**SOURCE RECORDS**

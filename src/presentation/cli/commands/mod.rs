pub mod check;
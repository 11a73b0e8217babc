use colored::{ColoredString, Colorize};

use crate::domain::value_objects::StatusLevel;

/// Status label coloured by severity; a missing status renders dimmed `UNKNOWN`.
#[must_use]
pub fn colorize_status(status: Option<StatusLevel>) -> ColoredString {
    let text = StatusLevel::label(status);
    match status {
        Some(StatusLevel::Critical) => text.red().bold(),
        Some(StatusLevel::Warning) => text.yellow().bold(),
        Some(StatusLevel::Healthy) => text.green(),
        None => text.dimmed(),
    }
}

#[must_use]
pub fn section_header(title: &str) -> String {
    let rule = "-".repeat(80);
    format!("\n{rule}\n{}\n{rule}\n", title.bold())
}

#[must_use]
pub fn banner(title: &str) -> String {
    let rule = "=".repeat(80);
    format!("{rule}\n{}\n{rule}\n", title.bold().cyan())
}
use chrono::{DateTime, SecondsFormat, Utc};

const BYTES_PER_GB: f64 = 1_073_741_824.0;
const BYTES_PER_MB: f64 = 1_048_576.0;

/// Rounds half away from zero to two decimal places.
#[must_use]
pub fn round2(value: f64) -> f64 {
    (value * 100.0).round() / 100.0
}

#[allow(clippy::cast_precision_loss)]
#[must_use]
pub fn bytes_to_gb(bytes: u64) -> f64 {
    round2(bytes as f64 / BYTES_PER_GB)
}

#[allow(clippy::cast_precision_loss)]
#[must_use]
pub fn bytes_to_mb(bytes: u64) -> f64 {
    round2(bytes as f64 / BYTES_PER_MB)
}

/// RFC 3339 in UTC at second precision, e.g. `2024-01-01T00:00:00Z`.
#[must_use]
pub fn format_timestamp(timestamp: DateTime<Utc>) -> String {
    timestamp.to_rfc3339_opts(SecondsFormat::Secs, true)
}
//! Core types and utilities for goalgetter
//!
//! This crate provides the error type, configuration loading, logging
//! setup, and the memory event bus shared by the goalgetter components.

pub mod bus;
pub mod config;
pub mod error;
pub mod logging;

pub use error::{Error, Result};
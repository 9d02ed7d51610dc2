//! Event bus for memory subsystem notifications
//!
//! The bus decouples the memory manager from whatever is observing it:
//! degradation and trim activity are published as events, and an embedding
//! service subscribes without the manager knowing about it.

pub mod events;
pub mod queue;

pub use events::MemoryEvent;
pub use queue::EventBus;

**PROBLEM**
Return exactly, and only, the lines above starting at the line that contains "round2(bytes as f64 / BYTES_PER_MB)" and ending at the line that contains "pub mod error;".

**ANSWER SECTION**
    round2(bytes as f64 / BYTES_PER_MB)
}

/// RFC 3339 in UTC at second precision, e.g. `2024-01-01T00:00:00Z`.
#[must_use]
pub fn format_timestamp(timestamp: DateTime<Utc>) -> String {
    timestamp.to_rfc3339_opts(SecondsFormat::Secs, true)
}
//! Core types and utilities for goalgetter
//!
//! This crate provides the error type, configuration loading, logging
//! setup, and the memory event bus shared by the goalgetter components.

pub mod bus;
pub mod config;
pub mod error;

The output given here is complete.